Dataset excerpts
* * * * *
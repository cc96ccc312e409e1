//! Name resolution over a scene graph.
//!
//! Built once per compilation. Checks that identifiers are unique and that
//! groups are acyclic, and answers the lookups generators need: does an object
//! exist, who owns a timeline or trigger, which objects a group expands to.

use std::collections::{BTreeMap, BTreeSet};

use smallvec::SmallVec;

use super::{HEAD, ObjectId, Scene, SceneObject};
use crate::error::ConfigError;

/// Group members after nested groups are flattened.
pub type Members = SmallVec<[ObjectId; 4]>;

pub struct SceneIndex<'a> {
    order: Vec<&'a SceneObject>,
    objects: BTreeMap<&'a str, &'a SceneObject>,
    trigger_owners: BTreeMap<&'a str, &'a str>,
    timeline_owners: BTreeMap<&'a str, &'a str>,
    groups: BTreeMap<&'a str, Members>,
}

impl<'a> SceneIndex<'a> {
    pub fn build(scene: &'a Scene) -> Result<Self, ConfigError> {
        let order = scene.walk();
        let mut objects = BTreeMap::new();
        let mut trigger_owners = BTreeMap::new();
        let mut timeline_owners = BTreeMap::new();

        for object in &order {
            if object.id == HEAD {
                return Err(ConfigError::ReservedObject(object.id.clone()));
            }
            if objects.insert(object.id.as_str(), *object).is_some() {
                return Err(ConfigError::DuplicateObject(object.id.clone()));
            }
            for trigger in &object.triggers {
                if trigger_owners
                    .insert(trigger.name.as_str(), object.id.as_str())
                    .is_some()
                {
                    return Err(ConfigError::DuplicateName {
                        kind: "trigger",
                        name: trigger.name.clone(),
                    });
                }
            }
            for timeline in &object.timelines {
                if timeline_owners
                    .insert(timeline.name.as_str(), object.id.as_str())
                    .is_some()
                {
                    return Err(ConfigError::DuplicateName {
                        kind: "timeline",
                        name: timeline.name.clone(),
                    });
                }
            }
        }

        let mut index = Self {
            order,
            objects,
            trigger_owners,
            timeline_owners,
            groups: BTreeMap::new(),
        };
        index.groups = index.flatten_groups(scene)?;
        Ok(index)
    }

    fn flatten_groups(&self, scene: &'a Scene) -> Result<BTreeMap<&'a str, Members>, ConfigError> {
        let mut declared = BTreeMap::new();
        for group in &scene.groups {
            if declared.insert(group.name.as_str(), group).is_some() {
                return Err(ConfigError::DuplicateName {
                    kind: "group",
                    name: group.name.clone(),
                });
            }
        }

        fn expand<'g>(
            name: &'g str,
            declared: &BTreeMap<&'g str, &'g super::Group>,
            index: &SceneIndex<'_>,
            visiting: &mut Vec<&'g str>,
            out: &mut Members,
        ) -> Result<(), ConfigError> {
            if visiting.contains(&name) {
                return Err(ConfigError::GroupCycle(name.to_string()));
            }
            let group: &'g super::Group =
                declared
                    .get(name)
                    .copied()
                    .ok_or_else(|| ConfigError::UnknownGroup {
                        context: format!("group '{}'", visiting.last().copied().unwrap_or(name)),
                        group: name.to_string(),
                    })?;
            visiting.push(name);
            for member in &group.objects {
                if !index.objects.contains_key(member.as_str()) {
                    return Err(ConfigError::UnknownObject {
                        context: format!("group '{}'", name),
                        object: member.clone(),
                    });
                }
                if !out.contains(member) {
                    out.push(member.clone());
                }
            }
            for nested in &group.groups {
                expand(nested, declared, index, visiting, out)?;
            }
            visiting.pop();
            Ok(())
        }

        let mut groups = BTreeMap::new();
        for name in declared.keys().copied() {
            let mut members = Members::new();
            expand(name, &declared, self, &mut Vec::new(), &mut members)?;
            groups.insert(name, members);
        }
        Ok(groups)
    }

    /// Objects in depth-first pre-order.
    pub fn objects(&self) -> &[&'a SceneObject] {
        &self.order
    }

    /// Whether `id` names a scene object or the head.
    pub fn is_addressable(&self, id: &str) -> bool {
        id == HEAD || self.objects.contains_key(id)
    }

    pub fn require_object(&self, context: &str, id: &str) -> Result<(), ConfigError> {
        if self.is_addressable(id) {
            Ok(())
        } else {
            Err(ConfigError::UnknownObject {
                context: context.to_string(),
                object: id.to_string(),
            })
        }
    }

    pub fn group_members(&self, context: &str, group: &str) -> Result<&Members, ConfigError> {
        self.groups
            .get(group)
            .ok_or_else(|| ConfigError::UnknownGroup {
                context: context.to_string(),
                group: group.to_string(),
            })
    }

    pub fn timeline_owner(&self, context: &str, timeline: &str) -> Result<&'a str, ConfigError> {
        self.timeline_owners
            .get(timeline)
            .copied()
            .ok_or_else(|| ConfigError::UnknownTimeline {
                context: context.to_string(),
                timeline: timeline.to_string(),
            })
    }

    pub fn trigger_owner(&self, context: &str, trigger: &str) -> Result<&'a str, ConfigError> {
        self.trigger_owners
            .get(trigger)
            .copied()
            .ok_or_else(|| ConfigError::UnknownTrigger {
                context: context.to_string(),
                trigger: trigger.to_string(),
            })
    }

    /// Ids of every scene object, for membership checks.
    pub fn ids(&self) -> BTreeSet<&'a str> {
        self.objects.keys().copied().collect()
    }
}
* * * * *
Give the number of lines in the data that contain the string "UnknownGroup" and nothing more.

Exercise response ->
2